Language is the most important vehicle to assert identity and by loosing it or corrupting it we are loosing ourselves. Studying English language isn’t bad but learning it at the cost of your own mother tongue leaves a kind of void in one’s personality and similarly appreciating western culture is fine till the time you are at least aware of your own roots. When the later condition is not fulfilled then we get a generation of disjointed individuals floating in nothingness in a dazed condition searching for their own space, their own identity.

Our trepidation for the white skin manifests from this colonised mind which forces us to automatically cow down in front of an otherwise a normal white person. We are looking for fair skinned people even amongst our own community, so you see those horribly absurd and rather bemusing matrimonial adverts looking for a ‘fair groom’. It throws the conventional ‘tall, DARK, handsome’ norm for a man’s attractiveness out of the window. The only party not complaining here are the ‘fairness cream’ manufacturers who have sold more millions of tonnes of cream, both to men & women.

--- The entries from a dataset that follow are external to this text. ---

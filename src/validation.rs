//! Input validation and sanitization
//!
//! Everything that ends up in a daemon configuration file or on a command
//! line passes through here first.

use crate::error::{ApctlError, ApctlResult};
use crate::network::Band;

/// Maximum length for interface names (Linux kernel limit is 15)
const MAX_INTERFACE_NAME_LEN: usize = 15;

/// Maximum length for configuration values
const MAX_CONFIG_VALUE_LEN: usize = 255;

/// Maximum length for error details shown to callers
const MAX_ERROR_MESSAGE_LEN: usize = 500;

const MAX_NET_ID_LEN: usize = 16;

/// Validate a net_id: `^[a-z0-9-]{1,16}$`
pub fn validate_net_id(net_id: &str) -> ApctlResult<()> {
    if net_id.is_empty() || net_id.len() > MAX_NET_ID_LEN {
        return Err(ApctlError::ValidationFailed(format!(
            "net_id '{}' must be 1-{} characters",
            net_id, MAX_NET_ID_LEN
        )));
    }

    if let Some(c) = net_id
        .chars()
        .find(|c| !(c.is_ascii_lowercase() || c.is_ascii_digit() || *c == '-'))
    {
        return Err(ApctlError::ValidationFailed(format!(
            "net_id '{}' contains invalid character '{}' (allowed: a-z, 0-9, '-')",
            net_id, c
        )));
    }

    Ok(())
}

/// Validate interface name to prevent command injection
///
/// Interface names must be alphanumeric with optional dashes and underscores,
/// and no longer than 15 characters (Linux kernel limit)
pub fn validate_interface_name(name: &str) -> ApctlResult<()> {
    if name.is_empty() {
        return Err(ApctlError::ValidationFailed(
            "Interface name cannot be empty".to_string()
        ));
    }

    if name.len() > MAX_INTERFACE_NAME_LEN {
        return Err(ApctlError::ValidationFailed(
            format!("Interface name too long (max {} characters)", MAX_INTERFACE_NAME_LEN)
        ));
    }

    // Only allow alphanumeric, dash, underscore
    for c in name.chars() {
        if !c.is_ascii_alphanumeric() && c != '-' && c != '_' {
            return Err(ApctlError::ValidationFailed(
                format!("Invalid interface name '{}': contains invalid character '{}'", name, c)
            ));
        }
    }

    // Could be parsed as an option
    if name.starts_with('-') {
        return Err(ApctlError::ValidationFailed(
            "Interface name cannot start with dash".to_string()
        ));
    }

    Ok(())
}

/// Reject values that would break a line-oriented config file
pub fn sanitize_config_value(value: &str) -> ApctlResult<String> {
    if value.chars().any(|c| c.is_control() && c != '\t') {
        return Err(ApctlError::ValidationFailed(
            "Configuration value contains invalid control characters".to_string()
        ));
    }

    if value.len() > MAX_CONFIG_VALUE_LEN {
        return Err(ApctlError::ValidationFailed(
            format!("Configuration value too long (max {} characters)", MAX_CONFIG_VALUE_LEN)
        ));
    }

    Ok(value.to_string())
}

/// Validate WiFi SSID (1-32 bytes, no control characters)
pub fn validate_ssid(ssid: &str) -> ApctlResult<()> {
    if ssid.is_empty() {
        return Err(ApctlError::ValidationFailed(
            "SSID cannot be empty".to_string()
        ));
    }

    if ssid.len() > 32 {
        return Err(ApctlError::ValidationFailed(
            format!("SSID cannot exceed 32 bytes (got {})", ssid.len())
        ));
    }

    if ssid.chars().any(|c| c.is_control()) {
        return Err(ApctlError::ValidationFailed(
            "SSID contains invalid control characters".to_string()
        ));
    }

    Ok(())
}

/// Validate WiFi passphrase (WPA family: 8-63 ASCII characters)
pub fn validate_wifi_password(password: &str) -> ApctlResult<()> {
    if password.len() < 8 {
        return Err(ApctlError::ValidationFailed(
            format!("WiFi password must be at least 8 characters (got {})", password.len())
        ));
    }

    if password.len() > 63 {
        return Err(ApctlError::ValidationFailed(
            format!("WiFi password cannot exceed 63 characters (got {})", password.len())
        ));
    }

    if !password.is_ascii() {
        return Err(ApctlError::ValidationFailed(
            "WiFi password must contain only ASCII characters".to_string()
        ));
    }

    if password.chars().any(|c| c.is_control()) {
        return Err(ApctlError::ValidationFailed(
            "WiFi password contains invalid control characters".to_string()
        ));
    }

    Ok(())
}

/// Validate country code (ISO 3166-1 alpha-2)
pub fn validate_country_code(code: &str) -> ApctlResult<()> {
    const VALID_CODES: &[&str] = &[
        "US", "GB", "DE", "FR", "CA", "AU", "JP", "CN", "IN", "BR",
        "RU", "IT", "ES", "KR", "MX", "NL", "SE", "CH", "NO", "DK",
        "FI", "BE", "AT", "PL", "CZ", "PT", "GR", "IE", "NZ", "SG",
    ];

    let code_upper = code.to_uppercase();

    if code_upper.len() != 2 || !code_upper.chars().all(|c| c.is_ascii_alphabetic()) {
        return Err(ApctlError::ValidationFailed(
            format!("Country code must be 2 letters, got '{}'", code)
        ));
    }

    if !VALID_CODES.contains(&code_upper.as_str()) {
        return Err(ApctlError::ValidationFailed(
            format!("Unsupported country code: {}", code)
        ));
    }

    Ok(())
}

/// Validate WiFi channel for a band
pub fn validate_wifi_channel(channel: u8, band: Band) -> ApctlResult<()> {
    if !band.allowed_channels().contains(&channel) {
        return Err(ApctlError::ValidationFailed(format!(
            "Channel {} invalid for {} band ({})",
            channel,
            band,
            band.channel_hint()
        )));
    }
    Ok(())
}

/// Validate TX power level (1 = lowest, 4 = max)
pub fn validate_tx_power_level(level: u8) -> ApctlResult<()> {
    if !(1..=4).contains(&level) {
        return Err(ApctlError::ValidationFailed(
            format!("TX power level must be 1-4, got {}", level)
        ));
    }
    Ok(())
}

/// Trim daemon output before it is handed back to callers
pub fn sanitize_error_message(stderr: &str) -> String {
    let trimmed = stderr.trim();
    if trimmed.len() <= MAX_ERROR_MESSAGE_LEN {
        return trimmed.to_string();
    }

    // keep the end, where daemons print the fatal line
    let mut start = trimmed.len() - MAX_ERROR_MESSAGE_LEN;
    while !trimmed.is_char_boundary(start) {
        start += 1;
    }
    format!("(truncated) ...{}", &trimmed[start..])
}

#[cfg(test)]
mod tests {
    use super::*;

    #[test]
    fn test_net_id_validation() {
        assert!(validate_net_id("ap-01").is_ok());
        assert!(validate_net_id("a").is_ok());
        assert!(validate_net_id("0123456789abcdef").is_ok());

        assert!(validate_net_id("").is_err());
        assert!(validate_net_id("0123456789abcdefg").is_err());
        assert!(validate_net_id("AP-01").is_err());
        assert!(validate_net_id("ap_01").is_err());
        assert!(validate_net_id("ap:01").is_err());
    }

    #[test]
    fn test_interface_name_validation() {
        assert!(validate_interface_name("wlan0").is_ok());
        assert!(validate_interface_name("wlx00c0ca123456").is_ok());

        assert!(validate_interface_name("wlan0; rm -rf /").is_err());
        assert!(validate_interface_name("wlan0\nmalicious").is_err());
        assert!(validate_interface_name("verylonginterfacename").is_err());
        assert!(validate_interface_name("-wlan0").is_err());
        assert!(validate_interface_name("").is_err());
    }

    #[test]
    fn test_ssid_validation() {
        assert!(validate_ssid("Lab Network").is_ok());
        assert!(validate_ssid(&"x".repeat(32)).is_ok());

        assert!(validate_ssid("").is_err());
        assert!(validate_ssid(&"x".repeat(33)).is_err());
        assert!(validate_ssid("SSID\ninterface=eth0").is_err());
    }

    #[test]
    fn test_wifi_password_validation() {
        assert!(validate_wifi_password("password123").is_ok());
        assert!(validate_wifi_password(&"a".repeat(63)).is_ok());

        assert!(validate_wifi_password("short").is_err());
        assert!(validate_wifi_password(&"a".repeat(64)).is_err());
        assert!(validate_wifi_password("pässwörd12").is_err());
        assert!(validate_wifi_password("pass\nword123").is_err());
    }

    #[test]
    fn test_country_code_validation() {
        assert!(validate_country_code("US").is_ok());
        assert!(validate_country_code("it").is_ok());

        assert!(validate_country_code("USA").is_err());
        assert!(validate_country_code("99").is_err());
        assert!(validate_country_code("XX").is_err());
    }

    #[test]
    fn test_wifi_channel_validation() {
        assert!(validate_wifi_channel(1, Band::Ghz2_4).is_ok());
        assert!(validate_wifi_channel(14, Band::Ghz2_4).is_ok());
        assert!(validate_wifi_channel(36, Band::Ghz2_4).is_err());

        assert!(validate_wifi_channel(36, Band::Ghz5).is_ok());
        assert!(validate_wifi_channel(144, Band::Ghz5).is_ok());
        assert!(validate_wifi_channel(165, Band::Ghz5).is_ok());
        assert!(validate_wifi_channel(1, Band::Ghz5).is_err());
        assert!(validate_wifi_channel(38, Band::Ghz5).is_err());
    }

    #[test]
    fn test_tx_power_level_validation() {
        assert!(validate_tx_power_level(1).is_ok());
        assert!(validate_tx_power_level(4).is_ok());
        assert!(validate_tx_power_level(0).is_err());
        assert!(validate_tx_power_level(5).is_err());
    }

    #[test]
    fn test_sanitize_error_message_keeps_tail() {
        let long = format!("{}FATAL: nl80211 driver init failed", "noise ".repeat(200));
        let out = sanitize_error_message(&long);
        assert!(out.starts_with("(truncated)"));
        assert!(out.ends_with("driver init failed"));
    }
}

We need to realise that it is crippling us intellectually, morally, emotionally and spiritually. Embracing the so-called modern world at the cost of loosing one’s identity, culture and sense of individuality may not be such a sensible thing to do. The process of decolonising the Indian mind might take some time but we can make a start by putting a stop on giving out those absurd matrimonial adverts and trying to judge an individual on parameters other than his skin colour.